When we started thinking about how to find artists to work with us on specifically illustration and comic projects – I had worked with amazing people like Jules Scheele already but I didn’t have the relationships with academic departments that I had with Middlesex animation department for example to introduce me to people who’d like to work with EachOther. I am though friends with Martha Julian, Festival Director of course of ThoughtBubble and asked her who she’d recommend and she introduced me to Dominique, Rumbi and Shazleen! I was already a huge fan of Sabba’s of course and Jon Sack had actually approached me – it feels like years ago and it probably is – about my Excluded documentary when we were looking for someone to help with anonymising young people in that project.
I think bringing five artists together enables us to bring not just different styles but different themes to the fore. Jon will be the one I work with for the longest time on this particular but I’m really looking forward to creating a script and working with everyone to ensure they get to work on areas that inspire and connect them to the project. This isn’t the only comic project we’re planning to work on so building relationships with artists is also a key aspect of this project!
AO: In terms of the process of converting the guide to comics form what do you foresee as being some of the particular challenges in translating a legal document into sequential art?
WISHART: In general – this is a core part of my day-to-day job. I’m always being asked to create creative content out of legal documents – most of the time – I’m reshaping it into video or animation or trying to find ways to take concepts into accessible formats and forms. Either in relation to current issues or ideas we want to highlight. And this is no different – but Jon and I have already done a bit of R&D work in order to understand what it was we would be asking people to fund, and basically wherever possible, we’re going to lean heavily into the narrative threads – showing people undertaking the different angles of the guidelines for example in the ways they’re likely to encounter it in detention.
AO: This isn’t your first foray into comics. What was the response like to Journeys Through Mental Health by Sabba Khan (above) from its target audience?

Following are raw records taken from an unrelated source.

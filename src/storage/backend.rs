//! Key-value storage backends.
//!
//! A backend stores string values under string keys and enforces a byte
//! capacity. Exceeding the capacity is reported as
//! [`BackendError::QuotaExceeded`] so callers can tell it apart from I/O
//! failures.

use std::collections::BTreeMap;
use std::fs::{self, File, OpenOptions};
use std::io::{Read, Seek, SeekFrom, Write};
use std::path::{Path, PathBuf};
use std::sync::atomic::{AtomicBool, Ordering};
use std::sync::{Mutex, PoisonError};

use fs2::FileExt;
use thiserror::Error;

use super::DEFAULT_CAPACITY_BYTES;

/// Failures raised by a storage backend
#[derive(Debug, Error)]
pub enum BackendError {
    #[error("Storage quota exceeded")]
    QuotaExceeded,

    #[error("Storage backend unavailable")]
    Unavailable,

    #[error("IO error: {0}")]
    Io(#[from] std::io::Error),

    #[error("Corrupt storage file: {0}")]
    Corrupt(#[from] serde_json::Error),
}

/// Raw key-value substrate
pub trait StorageBackend: Send + Sync {
    /// Read a value; `Ok(None)` when the key is absent
    fn get(&self, key: &str) -> Result<Option<String>, BackendError>;

    /// Write a value, replacing any previous one
    fn set(&self, key: &str, value: &str) -> Result<(), BackendError>;

    /// Delete a key (absent keys are not an error)
    fn remove(&self, key: &str) -> Result<(), BackendError>;

    /// Enumerate every stored key
    fn keys(&self) -> Result<Vec<String>, BackendError>;
}

/// Bytes a map would occupy, counting keys and values
fn used_bytes(entries: &BTreeMap<String, String>) -> usize {
    entries.iter().map(|(k, v)| k.len() + v.len()).sum()
}

/// Insert `key` unless doing so would exceed `capacity`
fn insert_within(
    entries: &mut BTreeMap<String, String>,
    capacity: usize,
    key: &str,
    value: &str,
) -> Result<(), BackendError> {
    let replaced = entries.get(key).map(|v| key.len() + v.len()).unwrap_or(0);
    let projected = used_bytes(entries) - replaced + key.len() + value.len();
    if projected > capacity {
        return Err(BackendError::QuotaExceeded);
    }
    entries.insert(key.to_string(), value.to_string());
    Ok(())
}

// ============================================================================
// In-memory backend
// ============================================================================

/// In-process backend with a byte capacity
pub struct MemoryBackend {
    entries: Mutex<BTreeMap<String, String>>,
    capacity: usize,
    disabled: AtomicBool,
}

impl Default for MemoryBackend {
    fn default() -> Self {
        Self::new()
    }
}

impl MemoryBackend {
    pub fn new() -> Self {
        Self::with_capacity(DEFAULT_CAPACITY_BYTES)
    }

    pub fn with_capacity(capacity: usize) -> Self {
        Self {
            entries: Mutex::new(BTreeMap::new()),
            capacity,
            disabled: AtomicBool::new(false),
        }
    }

    /// Simulate storage being switched off (every operation fails)
    pub fn set_disabled(&self, disabled: bool) {
        self.disabled.store(disabled, Ordering::SeqCst);
    }

    fn check_enabled(&self) -> Result<(), BackendError> {
        if self.disabled.load(Ordering::SeqCst) {
            Err(BackendError::Unavailable)
        } else {
            Ok(())
        }
    }

    fn entries(&self) -> std::sync::MutexGuard<'_, BTreeMap<String, String>> {
        self.entries.lock().unwrap_or_else(PoisonError::into_inner)
    }
}

impl StorageBackend for MemoryBackend {
    fn get(&self, key: &str) -> Result<Option<String>, BackendError> {
        self.check_enabled()?;
        Ok(self.entries().get(key).cloned())
    }

    fn set(&self, key: &str, value: &str) -> Result<(), BackendError> {
        self.check_enabled()?;
        insert_within(&mut self.entries(), self.capacity, key, value)
    }

    fn remove(&self, key: &str) -> Result<(), BackendError> {
        self.check_enabled()?;
        self.entries().remove(key);
        Ok(())
    }

    fn keys(&self) -> Result<Vec<String>, BackendError> {
        self.check_enabled()?;
        Ok(self.entries().keys().cloned().collect())
    }
}

// ============================================================================
// File backend
// ============================================================================

/// Backend that keeps the whole store in one JSON object file.
///
/// Every operation takes an advisory lock on the file (shared for reads,
/// exclusive for writes) so two processes never interleave a
/// read-modify-write.
pub struct FileBackend {
    path: PathBuf,
    capacity: usize,
}

impl FileBackend {
    pub fn new(path: impl Into<PathBuf>) -> Self {
        Self::with_capacity(path, DEFAULT_CAPACITY_BYTES)
    }

    pub fn with_capacity(path: impl Into<PathBuf>, capacity: usize) -> Self {
        Self {
            path: path.into(),
            capacity,
        }
    }

    pub fn path(&self) -> &Path {
        &self.path
    }

    fn read_map(file: &mut File) -> Result<BTreeMap<String, String>, BackendError> {
        let mut content = String::new();
        file.read_to_string(&mut content)?;
        if content.trim().is_empty() {
            return Ok(BTreeMap::new());
        }
        Ok(serde_json::from_str(&content)?)
    }

    fn write_map(file: &mut File, entries: &BTreeMap<String, String>) -> Result<(), BackendError> {
        let content = serde_json::to_string_pretty(entries)?;
        file.set_len(0)?;
        file.seek(SeekFrom::Start(0))?;
        file.write_all(content.as_bytes())?;
        file.flush()?;
        Ok(())
    }

    /// Read the current entries under a shared lock
    fn snapshot(&self) -> Result<BTreeMap<String, String>, BackendError> {
        if !self.path.exists() {
            return Ok(BTreeMap::new());
        }

        let mut file = File::open(&self.path)?;
        FileExt::lock_shared(&file)?;
        let result = Self::read_map(&mut file);
        FileExt::unlock(&file)?;
        result
    }

    /// Read-modify-write the entries under an exclusive lock
    fn update<R>(
        &self,
        apply: impl FnOnce(&mut BTreeMap<String, String>) -> Result<R, BackendError>,
    ) -> Result<R, BackendError> {
        if let Some(parent) = self.path.parent() {
            fs::create_dir_all(parent)?;
        }

        let mut file = OpenOptions::new()
            .read(true)
            .write(true)
            .create(true)
            .truncate(false)
            .open(&self.path)?;
        FileExt::lock_exclusive(&file)?;

        let result = Self::read_map(&mut file).and_then(|mut entries| {
            let out = apply(&mut entries)?;
            Self::write_map(&mut file, &entries)?;
            Ok(out)
        });

        FileExt::unlock(&file)?;
        result
    }
}

impl StorageBackend for FileBackend {
    fn get(&self, key: &str) -> Result<Option<String>, BackendError> {
        Ok(self.snapshot()?.remove(key))
    }

    fn set(&self, key: &str, value: &str) -> Result<(), BackendError> {
        let capacity = self.capacity;
        self.update(|entries| insert_within(entries, capacity, key, value))
    }

    fn remove(&self, key: &str) -> Result<(), BackendError> {
        self.update(|entries| {
            entries.remove(key);
            Ok(())
        })
    }

    fn keys(&self) -> Result<Vec<String>, BackendError> {
        Ok(self.snapshot()?.into_keys().collect())
    }
}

WISHART: We launched that project deliberately over Christmas – it might not seem like the most Christmassy subject, but people really struggle at Christmas with mental health, and I had been charged by the young people who had told us their stories to ensure it was released at a good time to engage people. All of the young people I spoke to, had volunteered to get involved because they wanted to help other people in their position. They wanted to let people know the things they wish they’d known at perhaps the most difficult time in their lives. We released the digital comic slowly – so a strip a day – building up into the full comic online. It generated a lot of conversation online and the individual strips went out across our social media platforms.
AO: What else can readers be doing to support EachOther’s work? How can we help spread the word?
WISHART: We know this is an unusual project, but we think it has such a universal appeal. Everywhere all over the world people are in more and more fragile positions, forced to flee their homes because of war, and particularly climate change related situations. This is only going to escalate, and we can see that people want to know how they can practically help. Raising awareness of this campaign where you can really practically help someone understand their rights and start the process to get them out of detention for themselves.